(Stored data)
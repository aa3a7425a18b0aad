//! Async `bb8` pool of `diesel-async` PostgreSQL connections.
//!
//! Checkout honours the configured timeout; every failure surfaces as a
//! [`PoolError`] which repositories map into their port's `connection`
//! variant.

use std::time::Duration;

use diesel_async::AsyncPgConnection;
use diesel_async::pooled_connection::AsyncDieselConnectionManager;
use diesel_async::pooled_connection::bb8::{Pool, PooledConnection};

/// Errors that can occur during pool operations.
#[derive(Debug, Clone, PartialEq, Eq, thiserror::Error)]
pub enum PoolError {
    /// Failed to check out a connection from the pool.
    #[error("failed to get connection from pool: {message}")]
    Checkout { message: String },

    /// Failed to build the connection pool.
    #[error("failed to build connection pool: {message}")]
    Build { message: String },
}

impl PoolError {
    pub fn checkout(message: impl Into<String>) -> Self {
        Self::Checkout {
            message: message.into(),
        }
    }

    pub fn build(message: impl Into<String>) -> Self {
        Self::Build {
            message: message.into(),
        }
    }
}

/// Pool sizing and timeouts.
///
/// # Example
///
/// ```
/// use std::time::Duration;
/// use krishilok::outbound::persistence::PoolConfig;
///
/// let config = PoolConfig::new("postgres://localhost/krishilok")
///     .with_max_size(20)
///     .with_connection_timeout(Duration::from_secs(5));
/// assert_eq!(config.max_size(), 20);
/// ```
#[derive(Debug, Clone)]
pub struct PoolConfig {
    database_url: String,
    max_size: u32,
    min_idle: Option<u32>,
    connection_timeout: Duration,
}

impl PoolConfig {
    pub const DEFAULT_MAX_SIZE: u32 = 10;
    pub const DEFAULT_MIN_IDLE: u32 = 2;
    pub const DEFAULT_CONNECTION_TIMEOUT: Duration = Duration::from_secs(30);

    pub fn new(database_url: impl Into<String>) -> Self {
        Self {
            database_url: database_url.into(),
            max_size: Self::DEFAULT_MAX_SIZE,
            min_idle: Some(Self::DEFAULT_MIN_IDLE),
            connection_timeout: Self::DEFAULT_CONNECTION_TIMEOUT,
        }
    }

    /// Upper bound on open connections. Zero is raised to one.
    #[must_use]
    pub fn with_max_size(mut self, max_size: u32) -> Self {
        self.max_size = max_size.max(1);
        self
    }

    #[must_use]
    pub fn with_min_idle(mut self, min_idle: Option<u32>) -> Self {
        self.min_idle = min_idle;
        self
    }

    #[must_use]
    pub fn with_connection_timeout(mut self, timeout: Duration) -> Self {
        self.connection_timeout = timeout;
        self
    }

    pub fn database_url(&self) -> &str {
        &self.database_url
    }

    pub const fn max_size(&self) -> u32 {
        self.max_size
    }
}

/// Cloneable handle to the connection pool.
#[derive(Clone)]
pub struct DbPool {
    inner: Pool<AsyncPgConnection>,
}

impl DbPool {
    /// Build the pool.
    ///
    /// # Errors
    ///
    /// Returns [`PoolError::Build`] when the URL is invalid or the initial
    /// idle connections cannot be opened.
    pub async fn new(config: PoolConfig) -> Result<Self, PoolError> {
        let manager = AsyncDieselConnectionManager::<AsyncPgConnection>::new(&config.database_url);
        let min_idle = config.min_idle.map(|idle| idle.min(config.max_size));

        let pool = Pool::builder()
            .max_size(config.max_size)
            .min_idle(min_idle)
            .connection_timeout(config.connection_timeout)
            .build(manager)
            .await
            .map_err(|err| PoolError::build(err.to_string()))?;

        Ok(Self { inner: pool })
    }

    /// Check out a connection.
    ///
    /// # Errors
    ///
    /// Returns [`PoolError::Checkout`] when no connection frees up within the
    /// configured timeout.
    pub async fn get(&self) -> Result<PooledConnection<'_, AsyncPgConnection>, PoolError> {
        self.inner
            .get()
            .await
            .map_err(|err| PoolError::checkout(err.to_string()))
    }
}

* _Your goal_
Write the data out again in full and exactly.

* _Solution to this exercise_
repository aa3a7425a18b0aad
//! Async `bb8` pool of `diesel-async` PostgreSQL connections.
//!
//! Checkout honours the configured timeout; every failure surfaces as a
//! [`PoolError`] which repositories map into their port's `connection`
//! variant.

use std::time::Duration;

use diesel_async::AsyncPgConnection;
use diesel_async::pooled_connection::AsyncDieselConnectionManager;
use diesel_async::pooled_connection::bb8::{Pool, PooledConnection};

/// Errors that can occur during pool operations.
#[derive(Debug, Clone, PartialEq, Eq, thiserror::Error)]
pub enum PoolError {
    /// Failed to check out a connection from the pool.
    #[error("failed to get connection from pool: {message}")]
    Checkout { message: String },

    /// Failed to build the connection pool.
    #[error("failed to build connection pool: {message}")]
    Build { message: String },
}

impl PoolError {
    pub fn checkout(message: impl Into<String>) -> Self {
        Self::Checkout {
            message: message.into(),
        }
    }

    pub fn build(message: impl Into<String>) -> Self {
        Self::Build {
            message: message.into(),
        }
    }
}

/// Pool sizing and timeouts.
///
/// # Example
///
/// ```
/// use std::time::Duration;
/// use krishilok::outbound::persistence::PoolConfig;
///
/// let config = PoolConfig::new("postgres://localhost/krishilok")
///     .with_max_size(20)
///     .with_connection_timeout(Duration::from_secs(5));
/// assert_eq!(config.max_size(), 20);
/// ```
#[derive(Debug, Clone)]
pub struct PoolConfig {
    database_url: String,
    max_size: u32,
    min_idle: Option<u32>,
    connection_timeout: Duration,
}

impl PoolConfig {
    pub const DEFAULT_MAX_SIZE: u32 = 10;
    pub const DEFAULT_MIN_IDLE: u32 = 2;
    pub const DEFAULT_CONNECTION_TIMEOUT: Duration = Duration::from_secs(30);

    pub fn new(database_url: impl Into<String>) -> Self {
        Self {
            database_url: database_url.into(),
            max_size: Self::DEFAULT_MAX_SIZE,
            min_idle: Some(Self::DEFAULT_MIN_IDLE),
            connection_timeout: Self::DEFAULT_CONNECTION_TIMEOUT,
        }
    }

    /// Upper bound on open connections. Zero is raised to one.
    #[must_use]
    pub fn with_max_size(mut self, max_size: u32) -> Self {
        self.max_size = max_size.max(1);
        self
    }

    #[must_use]
    pub fn with_min_idle(mut self, min_idle: Option<u32>) -> Self {
        self.min_idle = min_idle;
        self
    }

    #[must_use]
    pub fn with_connection_timeout(mut self, timeout: Duration) -> Self {
        self.connection_timeout = timeout;
        self
    }

    pub fn database_url(&self) -> &str {
        &self.database_url
    }

    pub const fn max_size(&self) -> u32 {
        self.max_size
    }
}

/// Cloneable handle to the connection pool.
#[derive(Clone)]
pub struct DbPool {
    inner: Pool<AsyncPgConnection>,
}

impl DbPool {
    /// Build the pool.
    ///
    /// # Errors
    ///
    /// Returns [`PoolError::Build`] when the URL is invalid or the initial
    /// idle connections cannot be opened.
    pub async fn new(config: PoolConfig) -> Result<Self, PoolError> {
        let manager = AsyncDieselConnectionManager::<AsyncPgConnection>::new(&config.database_url);
        let min_idle = config.min_idle.map(|idle| idle.min(config.max_size));

        let pool = Pool::builder()
            .max_size(config.max_size)
            .min_idle(min_idle)
            .connection_timeout(config.connection_timeout)
            .build(manager)
            .await
            .map_err(|err| PoolError::build(err.to_string()))?;

        Ok(Self { inner: pool })
    }

    /// Check out a connection.
    ///
    /// # Errors
    ///
    /// Returns [`PoolError::Checkout`] when no connection frees up within the
    /// configured timeout.
    pub async fn get(&self) -> Result<PooledConnection<'_, AsyncPgConnection>, PoolError> {
        self.inner
            .get()
            .await
            .map_err(|err| PoolError::checkout(err.to_string()))
    }
}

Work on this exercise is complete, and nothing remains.